Luke was a doctor. He was no intellectual slouch. And after doing a thorough investigation, he concluded that what happened in the life of Jesus was not just a series of remarkable events. It was the fulfillment of events prophetically foretold long ago. Jesus of Nazareth was the Christ, the Messiah, the anointed one whom God had sent to rescue his people. His coming was no coincidence. It was part of God’s eternal plan.
Why are we, as Christians, so afraid to share our convictions? Maybe it’s the desire to be liked. Maybe it’s our desire to not unnecessarily alienate people. Maybe we don’t want to appear judgmental. Maybe we would rather discuss certain topics face to face. Maybe we want to be perceived as humble and approachable. Some of these are worthwhile considerations. But none are legitimate reasons to keep quiet about our convictions.

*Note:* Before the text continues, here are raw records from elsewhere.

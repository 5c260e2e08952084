//! WebSocket Transport
//!
//! Channel adapters over `tokio-tungstenite`. `wss://` endpoints use rustls
//! with the webpki root store.
//!
//! # Framing
//!
//! - Request/reply: one binary frame out, one binary (or text) frame back.
//! - Publish/subscribe: JSON text [`ControlFrame`]s out, `MessagePack`
//!   binary [`PublishedFrame`]s in.

use std::collections::BTreeSet;
use std::sync::Arc;
use std::sync::atomic::{AtomicBool, Ordering};

use async_trait::async_trait;
use futures_util::stream::{SplitSink, SplitStream};
use futures_util::{SinkExt, StreamExt};
use tokio::net::TcpStream;
use tokio_tungstenite::tungstenite::Message;
use tokio_tungstenite::{MaybeTlsStream, WebSocketStream};
use tokio_util::sync::CancellationToken;

use super::reconnect::{ReconnectConfig, ReconnectPolicy};
use crate::application::ports::{
    DeliverySink, InboundMessage, RequestChannel, SubscriberChannel, TransportError,
};
use crate::infrastructure::metrics;
use crate::infrastructure::wire::{ControlAction, ControlFrame, PublishedFrame};

type WsStream = WebSocketStream<MaybeTlsStream<TcpStream>>;

/// Open a socket, retrying per the reconnect policy.
async fn connect_with_retry(
    endpoint: &str,
    reconnect: &ReconnectConfig,
) -> Result<WsStream, TransportError> {
    let mut policy = ReconnectPolicy::new(reconnect.clone());

    loop {
        tracing::info!(endpoint, "Connecting");
        match tokio_tungstenite::connect_async(endpoint).await {
            Ok((stream, _response)) => {
                tracing::info!(endpoint, "Connected");
                return Ok(stream);
            }
            Err(e) => {
                tracing::warn!(endpoint, error = %e, "Connection attempt failed");
                metrics::record_reconnect(endpoint);

                let Some(delay) = policy.next_delay() else {
                    return Err(TransportError::ConnectionFailed {
                        endpoint: endpoint.to_string(),
                        message: e.to_string(),
                    });
                };

                tracing::info!(
                    endpoint,
                    attempt = policy.attempt_count(),
                    delay_ms = delay.as_millis(),
                    "Retrying connection"
                );
                tokio::time::sleep(delay).await;
            }
        }
    }
}

// =============================================================================
// Request Channel
// =============================================================================

/// Request/reply over a single WebSocket.
///
/// The stream lives behind an async mutex, so a second request waits until
/// the first one's reply has been read. A request dropped while its reply is
/// outstanding (timeout, cancelled caller) discards the socket, and the next
/// request opens a fresh one while the channel is meant to be connected.
pub struct WsRequestChannel {
    endpoint: String,
    reconnect: ReconnectConfig,
    stream: tokio::sync::Mutex<Option<WsStream>>,
    connected: AtomicBool,
    wanted: AtomicBool,
    disposed: AtomicBool,
}

impl std::fmt::Debug for WsRequestChannel {
    fn fmt(&self, f: &mut std::fmt::Formatter<'_>) -> std::fmt::Result {
        f.debug_struct("WsRequestChannel")
            .field("endpoint", &self.endpoint)
            .field("connected", &self.is_connected())
            .finish_non_exhaustive()
    }
}

impl WsRequestChannel {
    /// Create a disconnected channel.
    #[must_use]
    pub fn new(endpoint: impl Into<String>, reconnect: ReconnectConfig) -> Self {
        Self {
            endpoint: endpoint.into(),
            reconnect,
            stream: tokio::sync::Mutex::new(None),
            connected: AtomicBool::new(false),
            wanted: AtomicBool::new(false),
            disposed: AtomicBool::new(false),
        }
    }

    fn closed(&self, stream: &mut Option<WsStream>) -> TransportError {
        stream.take();
        self.connected.store(false, Ordering::SeqCst);
        TransportError::ConnectionClosed(self.endpoint.clone())
    }
}

/// One request/reply exchange holding the socket.
///
/// Dropped while `awaiting_reply` is set, the socket is discarded: its next
/// frame would be the reply to a request nobody is waiting for.
struct Exchange<'a> {
    stream: tokio::sync::MutexGuard<'a, Option<WsStream>>,
    connected: &'a AtomicBool,
    endpoint: &'a str,
    awaiting_reply: bool,
}

impl Drop for Exchange<'_> {
    fn drop(&mut self) {
        if self.awaiting_reply && self.stream.take().is_some() {
            self.connected.store(false, Ordering::SeqCst);
            tracing::warn!(
                endpoint = self.endpoint,
                "Request abandoned before its reply, socket discarded"
            );
        }
    }
}

#[async_trait]
impl RequestChannel for WsRequestChannel {
    fn endpoint(&self) -> String {
        self.endpoint.clone()
    }

    fn is_connected(&self) -> bool {
        self.connected.load(Ordering::SeqCst)
    }

    async fn connect(&self) -> Result<(), TransportError> {
        if self.disposed.load(Ordering::SeqCst) {
            return Err(TransportError::Disposed(self.endpoint.clone()));
        }

        let mut guard = self.stream.lock().await;
        if guard.is_none() {
            *guard = Some(connect_with_retry(&self.endpoint, &self.reconnect).await?);
        }
        self.connected.store(true, Ordering::SeqCst);
        self.wanted.store(true, Ordering::SeqCst);
        Ok(())
    }

    async fn request(&self, payload: Vec<u8>) -> Result<Vec<u8>, TransportError> {
        if self.disposed.load(Ordering::SeqCst) {
            return Err(TransportError::Disposed(self.endpoint.clone()));
        }

        let mut guard = self.stream.lock().await;
        if guard.is_none() && self.wanted.load(Ordering::SeqCst) {
            tracing::info!(endpoint = %self.endpoint, "Reopening request socket");
            *guard = Some(connect_with_retry(&self.endpoint, &self.reconnect).await?);
            self.connected.store(true, Ordering::SeqCst);
        }
        if guard.is_none() {
            return Err(TransportError::NotConnected(self.endpoint.clone()));
        }

        let mut exchange = Exchange {
            stream: guard,
            connected: &self.connected,
            endpoint: &self.endpoint,
            awaiting_reply: true,
        };
        let sent = match exchange.stream.as_mut() {
            Some(stream) => stream.send(Message::Binary(payload.into())).await,
            None => return Err(TransportError::NotConnected(self.endpoint.clone())),
        };
        if let Err(e) = sent {
            tracing::warn!(endpoint = %self.endpoint, error = %e, "Request send failed");
            self.closed(&mut exchange.stream);
            return Err(TransportError::SendFailed(e.to_string()));
        }

        loop {
            let next = match exchange.stream.as_mut() {
                Some(stream) => stream.next().await,
                None => return Err(TransportError::NotConnected(self.endpoint.clone())),
            };

            match next {
                Some(Ok(Message::Binary(data))) => {
                    exchange.awaiting_reply = false;
                    return Ok(data.to_vec());
                }
                Some(Ok(Message::Text(text))) => {
                    exchange.awaiting_reply = false;
                    return Ok(text.as_str().as_bytes().to_vec());
                }
                Some(Ok(Message::Close(_))) | None => {
                    return Err(self.closed(&mut exchange.stream));
                }
                Some(Ok(_)) => {}
                Some(Err(e)) => {
                    self.closed(&mut exchange.stream);
                    return Err(TransportError::ReceiveFailed(e.to_string()));
                }
            }
        }
    }

    async fn disconnect(&self) -> Result<(), TransportError> {
        self.wanted.store(false, Ordering::SeqCst);
        let mut guard = self.stream.lock().await;
        self.connected.store(false, Ordering::SeqCst);
        if let Some(mut stream) = guard.take() {
            stream
                .close(None)
                .await
                .map_err(|e| TransportError::SendFailed(e.to_string()))?;
            tracing::info!(endpoint = %self.endpoint, "Disconnected");
        }
        Ok(())
    }

    async fn dispose(&self) {
        if let Err(e) = self.disconnect().await {
            tracing::debug!(endpoint = %self.endpoint, error = %e, "Close during dispose failed");
        }
        self.disposed.store(true, Ordering::SeqCst);
    }
}

// =============================================================================
// Subscriber Channel
// =============================================================================

/// Publish/subscribe over a single WebSocket.
///
/// A reader task decodes published frames and hands them to the sink until
/// the socket closes, the sink closes, or the channel is disconnected.
/// Subscribed topics are remembered and re-sent on every connect.
pub struct WsSubscriberChannel {
    endpoint: String,
    reconnect: ReconnectConfig,
    writer: tokio::sync::Mutex<Option<SplitSink<WsStream, Message>>>,
    cancel: parking_lot::Mutex<Option<CancellationToken>>,
    topics: parking_lot::Mutex<BTreeSet<String>>,
    connected: Arc<AtomicBool>,
    disposed: AtomicBool,
}

impl std::fmt::Debug for WsSubscriberChannel {
    fn fmt(&self, f: &mut std::fmt::Formatter<'_>) -> std::fmt::Result {
        f.debug_struct("WsSubscriberChannel")
            .field("endpoint", &self.endpoint)
            .field("topics", &*self.topics.lock())
            .finish_non_exhaustive()
    }
}

impl WsSubscriberChannel {
    /// Create a disconnected channel.
    #[must_use]
    pub fn new(endpoint: impl Into<String>, reconnect: ReconnectConfig) -> Self {
        Self {
            endpoint: endpoint.into(),
            reconnect,
            writer: tokio::sync::Mutex::new(None),
            cancel: parking_lot::Mutex::new(None),
            topics: parking_lot::Mutex::new(BTreeSet::new()),
            connected: Arc::new(AtomicBool::new(false)),
            disposed: AtomicBool::new(false),
        }
    }

    async fn send_control(&self, action: ControlAction, topic: &str) -> Result<(), TransportError> {
        if self.disposed.load(Ordering::SeqCst) {
            return Err(TransportError::Disposed(self.endpoint.clone()));
        }

        let frame = ControlFrame {
            action,
            topic: topic.to_string(),
        };
        let text =
            serde_json::to_string(&frame).map_err(|e| TransportError::SendFailed(e.to_string()))?;

        let mut guard = self.writer.lock().await;
        let Some(writer) = guard.as_mut() else {
            return Err(TransportError::NotConnected(self.endpoint.clone()));
        };
        writer
            .send(Message::Text(text.into()))
            .await
            .map_err(|e| TransportError::SendFailed(e.to_string()))
    }
}

async fn read_published(
    mut read: SplitStream<WsStream>,
    sink: Arc<dyn DeliverySink>,
    cancel: CancellationToken,
    connected: Arc<AtomicBool>,
    endpoint: String,
) {
    loop {
        tokio::select! {
            () = cancel.cancelled() => {
                tracing::debug!(%endpoint, "Reader cancelled");
                break;
            }
            msg = read.next() => {
                match msg {
                    Some(Ok(Message::Binary(data))) => {
                        match rmp_serde::from_slice::<PublishedFrame>(&data) {
                            Ok(frame) => {
                                let delivered = sink
                                    .deliver(InboundMessage {
                                        topic: frame.topic,
                                        payload: frame.payload,
                                    })
                                    .await;
                                if !delivered {
                                    tracing::debug!(%endpoint, "Delivery sink closed");
                                    break;
                                }
                            }
                            Err(e) => {
                                tracing::warn!(
                                    %endpoint,
                                    error = %e,
                                    "Undecodable published frame"
                                );
                            }
                        }
                    }
                    Some(Ok(Message::Close(_))) | None => {
                        tracing::warn!(%endpoint, "Subscriber socket closed by peer");
                        break;
                    }
                    Some(Ok(_)) => {}
                    Some(Err(e)) => {
                        tracing::warn!(%endpoint, error = %e, "Subscriber socket error");
                        break;
                    }
                }
            }
        }
    }
    connected.store(false, Ordering::SeqCst);
}

#[async_trait]
impl SubscriberChannel for WsSubscriberChannel {
    fn endpoint(&self) -> String {
        self.endpoint.clone()
    }

    fn is_connected(&self) -> bool {
        self.connected.load(Ordering::SeqCst)
    }

    async fn connect(&self, sink: Arc<dyn DeliverySink>) -> Result<(), TransportError> {
        if self.disposed.load(Ordering::SeqCst) {
            return Err(TransportError::Disposed(self.endpoint.clone()));
        }
        if self.is_connected() {
            return Ok(());
        }

        let stream = connect_with_retry(&self.endpoint, &self.reconnect).await?;
        let (write, read) = stream.split();
        *self.writer.lock().await = Some(write);

        let cancel = CancellationToken::new();
        if let Some(previous) = self.cancel.lock().replace(cancel.clone()) {
            previous.cancel();
        }
        self.connected.store(true, Ordering::SeqCst);

        tokio::spawn(read_published(
            read,
            sink,
            cancel,
            Arc::clone(&self.connected),
            self.endpoint.clone(),
        ));

        let topics: Vec<String> = self.topics.lock().iter().cloned().collect();
        for topic in topics {
            self.send_control(ControlAction::Subscribe, &topic).await?;
        }
        Ok(())
    }

    async fn subscribe(&self, topic: &str) -> Result<(), TransportError> {
        self.send_control(ControlAction::Subscribe, topic).await?;
        self.topics.lock().insert(topic.to_string());
        Ok(())
    }

    async fn unsubscribe(&self, topic: &str) -> Result<(), TransportError> {
        self.send_control(ControlAction::Unsubscribe, topic).await?;
        self.topics.lock().remove(topic);
        Ok(())
    }

    async fn disconnect(&self) -> Result<(), TransportError> {
        if let Some(cancel) = self.cancel.lock().take() {
            cancel.cancel();
        }
        self.connected.store(false, Ordering::SeqCst);

        if let Some(mut writer) = self.writer.lock().await.take() {
            writer
                .close()
                .await
                .map_err(|e| TransportError::SendFailed(e.to_string()))?;
            tracing::info!(endpoint = %self.endpoint, "Disconnected");
        }
        Ok(())
    }

    async fn dispose(&self) {
        if let Err(e) = self.disconnect().await {
            tracing::debug!(endpoint = %self.endpoint, error = %e, "Close during dispose failed");
        }
        self.topics.lock().clear();
        self.disposed.store(true, Ordering::SeqCst);
    }
}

Not everyone is going to like us. We will always alienate those unwilling to hear the other side. Society sees the belief in moral absolutes as judgmental. Sometimes you can’t wait to make a statement in person. Humility means we think about how to best articulate our convictions not that we refuse to share them. Reasonable people understand that not everyone views the world the same way. They are fine with those who have different convictions. They just want to know that we don’t consider ourselves inherently superior to them. That’s fair because we aren’t any better. All have sinned, all have fallen short of His glory, and all are in need of a Savior. And that’s all the more reason to boldly share our convictions.
Recently it was announced that more and more people in America are identifying themselves as non-religious. Many of these people formerly identified themselves as Christians. This is fantastic news for churches and for Christianity as a whole. Not only do we have a more accurate picture of who is actually a believer, we have a better opportunity to reach these people than we did before.
The hardest people to reach are the religious and nominally committed. They think birth, upbringing, or religious activity count for something before God. Perhaps their willingness to move away from that mindset will actually be the thing that enables them to see their need for repentance and faith in Jesus Christ.
Being honest and real about who we are is an important value in our culture and rightfully so. No one likes a fake. But if you are a Christian – especially a Christian leader – then please, manage your image. Your online image that is. By all means be honest. But that might mean saying nothing at all.
Don’t belittle people on social media. Don’t spread gossip. Don’t engage in senseless debate. Don’t provoke people unnecessarily. Don’t reinforce people’s stereotypes of Christians. Basically, don’t be a jerk. What you say online lives forever.
In an effort to convince people that Christianity is worth embracing, there is a natural tendency to soften and diminish the culturally unpopular aspects of our faith. Many of the people who do this mean well. But the more palatable we make Christianity, the more powerless it becomes. If everyone and everything is morally acceptable, then who needs a Savior?
Two thousand years of church history show that when culture redefines Christianity, the church loses its leverage and influence. Instead of lowering the standard, let’s speak the truth in love. Let’s invite people to embrace and rejoice in the grace made available to them through Jesus Christ, a grace that is greater than all our sin.